Collected data entries

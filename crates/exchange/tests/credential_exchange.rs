//! Issue-credential exchanges between two in-process agents.

mod common;

use aries_exchange::{CredentialExchangeState as State, ExchangeError, ExchangeOptions, Initiator};
use aries_messages::{CredAttrSpec, CredentialOffer, CredentialPreview, CredentialProposal, CredentialRequest};
use serde_json::json;

use common::*;

const TO_ISSUER: &str = "conn-issuer";
const TO_HOLDER: &str = "conn-holder";

// ──────────────────────────────────────────────
// Full exchange
// ──────────────────────────────────────────────

#[tokio::test]
async fn proposal_to_ack_on_both_sides() {
    init_tracing();
    let ledger = MockLedger::new();
    let issuer = Agent::with_ledger(preserving(), ledger.clone());
    let holder = Agent::with_ledger(preserving(), ledger.clone());
    issuer.sent_cred_def(CRED_DEF_ID).await;

    let (proposed, proposal) = holder
        .credentials
        .create_proposal(TO_ISSUER, proposal_for(CRED_DEF_ID), ExchangeOptions::default())
        .await
        .unwrap();
    assert_eq!(proposed.state, Some(State::ProposalSent));

    let mut issuer_rec = issuer
        .credentials
        .receive_proposal(&proposal, TO_HOLDER)
        .await
        .unwrap();
    assert_eq!(issuer_rec.thread_id, proposed.thread_id);
    let offer = issuer
        .credentials
        .create_offer(&mut issuer_rec, None)
        .await
        .unwrap();
    assert_eq!(offer.header.thread_id(), proposal.header.thread_id());
    assert_eq!(issuer_rec.state, Some(State::OfferSent));
    assert_eq!(issuer_rec.schema_id.as_deref(), Some(SCHEMA_ID));

    let mut holder_rec = holder
        .credentials
        .receive_offer(&offer, TO_ISSUER)
        .await
        .unwrap();
    assert_eq!(holder_rec.credential_exchange_id, proposed.credential_exchange_id);
    assert_eq!(holder_rec.state, Some(State::OfferReceived));
    let request = holder
        .credentials
        .create_request(&mut holder_rec, HOLDER_DID)
        .await
        .unwrap();
    assert_eq!(request.indy_cred_req(0).unwrap()["prover_did"], HOLDER_DID);

    let mut issuer_rec = issuer
        .credentials
        .receive_request(&request, TO_HOLDER)
        .await
        .unwrap();
    assert_eq!(issuer_rec.state, Some(State::RequestReceived));
    let issue = issuer
        .credentials
        .issue_credential(&mut issuer_rec, None, &preview().attr_dict())
        .await
        .unwrap();
    assert_eq!(issuer_rec.state, Some(State::Issued));
    assert_eq!(issuer_rec.revocation_id, None);

    let mut holder_rec = holder
        .credentials
        .receive_credential(&issue, TO_ISSUER)
        .await
        .unwrap();
    let ack = holder
        .credentials
        .store_credential(&mut holder_rec, None)
        .await
        .unwrap();
    assert_eq!(holder_rec.state, Some(State::Acked));
    assert_eq!(holder_rec.credential_id.as_deref(), Some("cred-1"));
    assert_eq!(holder.holder.calls.count("store_credential"), 1);

    let stored = holder
        .credentials
        .exchanges()
        .retrieve_by_id(&holder_rec.credential_exchange_id)
        .await
        .unwrap();
    assert_eq!(stored, holder_rec);

    let done = issuer
        .credentials
        .receive_credential_ack(&ack, TO_HOLDER)
        .await
        .unwrap();
    assert_eq!(done.state, Some(State::Acked));
    let gone = issuer
        .credentials
        .exchanges()
        .retrieve_by_id(&done.credential_exchange_id)
        .await
        .unwrap_err();
    assert!(gone.is_not_found());
}

#[tokio::test]
async fn store_removes_record_unless_preserved() {
    let ledger = MockLedger::new();
    let issuer = Agent::with_ledger(preserving(), ledger.clone());
    let holder = Agent::with_ledger(Default::default(), ledger);
    issuer.sent_cred_def(CRED_DEF_ID).await;

    let (mut issuer_rec, offer) = issuer
        .credentials
        .prepare_send(TO_HOLDER, proposal_for(CRED_DEF_ID), ExchangeOptions::default())
        .await
        .unwrap();
    assert!(issuer_rec.auto_issue);
    assert_eq!(issuer_rec.thread_id.as_deref(), Some(offer.header.thread_id()));

    let mut holder_rec = holder
        .credentials
        .receive_offer(&offer, TO_ISSUER)
        .await
        .unwrap();
    assert!(holder_rec.auto_remove);
    let request = holder
        .credentials
        .create_request(&mut holder_rec, HOLDER_DID)
        .await
        .unwrap();
    issuer_rec = issuer
        .credentials
        .receive_request(&request, TO_HOLDER)
        .await
        .unwrap();
    let issue = issuer
        .credentials
        .issue_credential(&mut issuer_rec, None, &preview().attr_dict())
        .await
        .unwrap();
    let mut holder_rec = holder
        .credentials
        .receive_credential(&issue, TO_ISSUER)
        .await
        .unwrap();
    let ack = holder
        .credentials
        .store_credential(&mut holder_rec, Some("my-cred"))
        .await
        .unwrap();

    assert_eq!(ack.header.thread_id(), offer.header.thread_id());
    assert_eq!(holder_rec.credential_id.as_deref(), Some("my-cred"));
    let err = holder
        .credentials
        .exchanges()
        .retrieve_by_id(&holder_rec.credential_exchange_id)
        .await
        .unwrap_err();
    assert!(err.is_not_found());
}

// ──────────────────────────────────────────────
// Offers
// ──────────────────────────────────────────────

#[tokio::test]
async fn repeated_offer_reuses_the_first() {
    let issuer = Agent::new(preserving());
    issuer.sent_cred_def(CRED_DEF_ID).await;

    let mut record = issuer
        .credentials
        .receive_proposal(&proposal_for(CRED_DEF_ID), "c1")
        .await
        .unwrap();
    let first = issuer.credentials.create_offer(&mut record, None).await.unwrap();
    let second = issuer.credentials.create_offer(&mut record, None).await.unwrap();
    assert_eq!(first.indy_offer(0).unwrap(), second.indy_offer(0).unwrap());
    assert_eq!(first.header.thread_id(), second.header.thread_id());
    assert_eq!(issuer.issuer.calls.count("create_credential_offer"), 1);

    // another exchange on the same cred def is served from the offer cache
    let mut other = issuer
        .credentials
        .receive_proposal(&proposal_for(CRED_DEF_ID), "c2")
        .await
        .unwrap();
    issuer.credentials.create_offer(&mut other, None).await.unwrap();
    assert_eq!(issuer.issuer.calls.count("create_credential_offer"), 1);
}

#[tokio::test]
async fn free_offer_is_bound_by_the_request() {
    let ledger = MockLedger::new();
    let issuer = Agent::with_ledger(preserving(), ledger.clone());
    let holder = Agent::with_ledger(preserving(), ledger);
    issuer.sent_cred_def(CRED_DEF_ID).await;

    let (free, offer) = issuer
        .credentials
        .create_free_offer(
            None,
            CRED_DEF_ID,
            preview(),
            Some("welcome".to_string()),
            ExchangeOptions::default(),
        )
        .await
        .unwrap();
    assert_eq!(free.connection_id, None);
    assert_eq!(free.initiator, Initiator::Local);
    assert_eq!(free.state, Some(State::OfferSent));
    assert_eq!(free.credential_definition_id.as_deref(), Some(CRED_DEF_ID));
    assert_eq!(free.schema_id.as_deref(), Some(SCHEMA_ID));
    assert_eq!(offer.comment.as_deref(), Some("welcome"));
    assert_eq!(free.thread_id.as_deref(), Some(offer.header.thread_id()));

    let mut holder_rec = holder
        .credentials
        .receive_offer(&offer, TO_ISSUER)
        .await
        .unwrap();
    let request = holder
        .credentials
        .create_request(&mut holder_rec, HOLDER_DID)
        .await
        .unwrap();

    let bound = issuer
        .credentials
        .receive_request(&request, TO_HOLDER)
        .await
        .unwrap();
    assert_eq!(bound.credential_exchange_id, free.credential_exchange_id);
    assert_eq!(bound.connection_id.as_deref(), Some(TO_HOLDER));
    assert_eq!(bound.state, Some(State::RequestReceived));
    let stored = issuer
        .credentials
        .exchanges()
        .retrieve_by_id(&free.credential_exchange_id)
        .await
        .unwrap();
    assert_eq!(stored.connection_id.as_deref(), Some(TO_HOLDER));

    // the schema id behind the cred def is looked up once and cached
    issuer
        .credentials
        .create_free_offer(None, CRED_DEF_ID, preview(), None, ExchangeOptions::default())
        .await
        .unwrap();
    assert_eq!(issuer.ledger.calls("credential_definition_id2schema_id"), 1);
}

#[tokio::test]
async fn preview_not_matching_schema_is_rejected_before_offer() {
    let issuer = Agent::new(preserving());
    issuer.sent_cred_def(CRED_DEF_ID).await;

    let mut proposal = CredentialProposal::new(
        None,
        Some(CredentialPreview::new(vec![
            CredAttrSpec::new("legal name", "Acme Ltd"),
            CredAttrSpec::new("jurisdictionId", "1"),
            CredAttrSpec::new("incorporationDate", "2019-03-01"),
        ])),
    );
    proposal.cred_def_id = Some(CRED_DEF_ID.to_string());
    let mut record = issuer
        .credentials
        .receive_proposal(&proposal, "c1")
        .await
        .unwrap();

    let err = issuer
        .credentials
        .create_offer(&mut record, None)
        .await
        .unwrap_err();
    assert!(err.to_string().contains("mismatch"), "{err}");
    assert_eq!(issuer.issuer.calls.count("create_credential_offer"), 0);
    assert_eq!(record.state, Some(State::ProposalReceived));
}

#[tokio::test]
async fn offer_needs_a_sent_cred_def() {
    let issuer = Agent::new(preserving());
    let mut record = issuer
        .credentials
        .receive_proposal(&proposal_for(CRED_DEF_ID), "c1")
        .await
        .unwrap();
    let err = issuer
        .credentials
        .create_offer(&mut record, None)
        .await
        .unwrap_err();
    assert!(
        err.to_string().contains("Issuer has no operable cred def"),
        "{err}"
    );
}

#[tokio::test]
async fn newest_matching_cred_def_wins() {
    let issuer = Agent::new(preserving());
    let mut older = issuer.sent_cred_def(CRED_DEF_ID).await;
    older.epoch -= 100;
    issuer.repo().update(&mut older).await.unwrap();
    issuer.sent_cred_def(REVOCABLE_CRED_DEF_ID).await;

    // proposal names only the schema, so both cred defs match
    let mut proposal = CredentialProposal::new(None, Some(preview()));
    proposal.schema_id = Some(SCHEMA_ID.to_string());
    let mut record = issuer
        .credentials
        .receive_proposal(&proposal, "c1")
        .await
        .unwrap();
    issuer.credentials.create_offer(&mut record, None).await.unwrap();
    assert_eq!(
        record.credential_definition_id.as_deref(),
        Some(REVOCABLE_CRED_DEF_ID)
    );
}

// ──────────────────────────────────────────────
// Requests
// ──────────────────────────────────────────────

#[tokio::test]
async fn offer_without_nonce_never_reaches_the_holder() {
    let holder = Agent::new(preserving());
    let offer = CredentialOffer::new(
        None,
        preview(),
        &json!({"schema_id": SCHEMA_ID, "cred_def_id": CRED_DEF_ID}),
    );
    let mut record = holder
        .credentials
        .receive_offer(&offer, TO_ISSUER)
        .await
        .unwrap();

    let err = holder
        .credentials
        .create_request(&mut record, HOLDER_DID)
        .await
        .unwrap_err();
    assert_eq!(err.to_string(), "Missing nonce in credential offer");
    assert_eq!(holder.holder.calls.count("create_credential_request"), 0);
    assert_eq!(holder.ledger.calls("get_credential_definition"), 0);
}

#[tokio::test]
async fn same_offer_nonce_reuses_the_request() {
    let holder = Agent::new(preserving());
    let indy_offer = json!({
        "schema_id": SCHEMA_ID,
        "cred_def_id": CRED_DEF_ID,
        "nonce": "1234567890"
    });

    let mut first = holder
        .credentials
        .receive_offer(&CredentialOffer::new(None, preview(), &indy_offer), "c1")
        .await
        .unwrap();
    let mut second = holder
        .credentials
        .receive_offer(&CredentialOffer::new(None, preview(), &indy_offer), "c2")
        .await
        .unwrap();
    assert_ne!(first.thread_id, second.thread_id);

    let a = holder
        .credentials
        .create_request(&mut first, HOLDER_DID)
        .await
        .unwrap();
    let b = holder
        .credentials
        .create_request(&mut second, HOLDER_DID)
        .await
        .unwrap();
    assert_eq!(a.indy_cred_req(0).unwrap(), b.indy_cred_req(0).unwrap());
    assert_eq!(holder.holder.calls.count("create_credential_request"), 1);
    assert_eq!(second.state, Some(State::RequestSent));
}

#[tokio::test]
async fn request_out_of_order_is_rejected() {
    let issuer = Agent::new(preserving());
    let record = issuer
        .credentials
        .receive_proposal(&proposal_for(CRED_DEF_ID), TO_HOLDER)
        .await
        .unwrap();

    let mut request = CredentialRequest::new(None, &json!({"prover_did": HOLDER_DID}));
    request
        .header
        .assign_thread_id(record.thread_id.as_deref().unwrap(), None);
    let err = issuer
        .credentials
        .receive_request(&request, TO_HOLDER)
        .await
        .unwrap_err();
    assert!(matches!(err, ExchangeError::InvalidState { .. }), "{err:?}");

    let stored = issuer
        .credentials
        .exchanges()
        .retrieve_by_id(&record.credential_exchange_id)
        .await
        .unwrap();
    assert_eq!(stored.state, Some(State::ProposalReceived));
    assert_eq!(stored.credential_request, None);
}

#[tokio::test]
async fn message_on_another_connection_is_not_matched() {
    let issuer = Agent::new(preserving());
    let record = issuer
        .credentials
        .receive_proposal(&proposal_for(CRED_DEF_ID), TO_HOLDER)
        .await
        .unwrap();

    let mut request = CredentialRequest::new(None, &json!({}));
    request
        .header
        .assign_thread_id(record.thread_id.as_deref().unwrap(), None);
    let err = issuer
        .credentials
        .receive_request(&request, "someone-else")
        .await
        .unwrap_err();
    assert!(err.is_not_found());
}

// ──────────────────────────────────────────────
// Problem reports
// ──────────────────────────────────────────────

#[tokio::test]
async fn problem_report_marks_the_peer_exchange() {
    let ledger = MockLedger::new();
    let issuer = Agent::with_ledger(preserving(), ledger.clone());
    let holder = Agent::with_ledger(preserving(), ledger);

    let (proposed, proposal) = holder
        .credentials
        .create_proposal(TO_ISSUER, proposal_for(CRED_DEF_ID), ExchangeOptions::default())
        .await
        .unwrap();
    let mut issuer_rec = issuer
        .credentials
        .receive_proposal(&proposal, TO_HOLDER)
        .await
        .unwrap();
    let report = issuer
        .credentials
        .create_problem_report(&mut issuer_rec, "cannot issue that")
        .await
        .unwrap();
    assert_eq!(issuer_rec.error_state.as_deref(), Some("cannot issue that"));

    let holder_rec = holder
        .credentials
        .receive_problem_report(&report, TO_ISSUER)
        .await
        .unwrap();
    assert_eq!(holder_rec.credential_exchange_id, proposed.credential_exchange_id);
    assert_eq!(holder_rec.error_state.as_deref(), Some("cannot issue that"));
    assert_eq!(holder_rec.state, Some(State::ProposalSent));
}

GOAL OF THE EXERCISE
If a line in the records holds the string "cannot", count it, and give only the total.

ANSWER FOR THIS EXERCISE
3